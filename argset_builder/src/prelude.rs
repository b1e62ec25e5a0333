//! Traits which, typically, may be imported without concern: `use argset::prelude::*`.

pub use crate::api::{FromToken, Sink};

- _ABOUT THIS EXERCISE_
An exact copy of the data is needed.

- _ANSWER TO THIS EXERCISE_
filename argset_builder/src/prelude.rs
repository b1e62ec25e5a0333
//! Traits which, typically, may be imported without concern: `use argset::prelude::*`.

pub use crate::api::{FromToken, Sink};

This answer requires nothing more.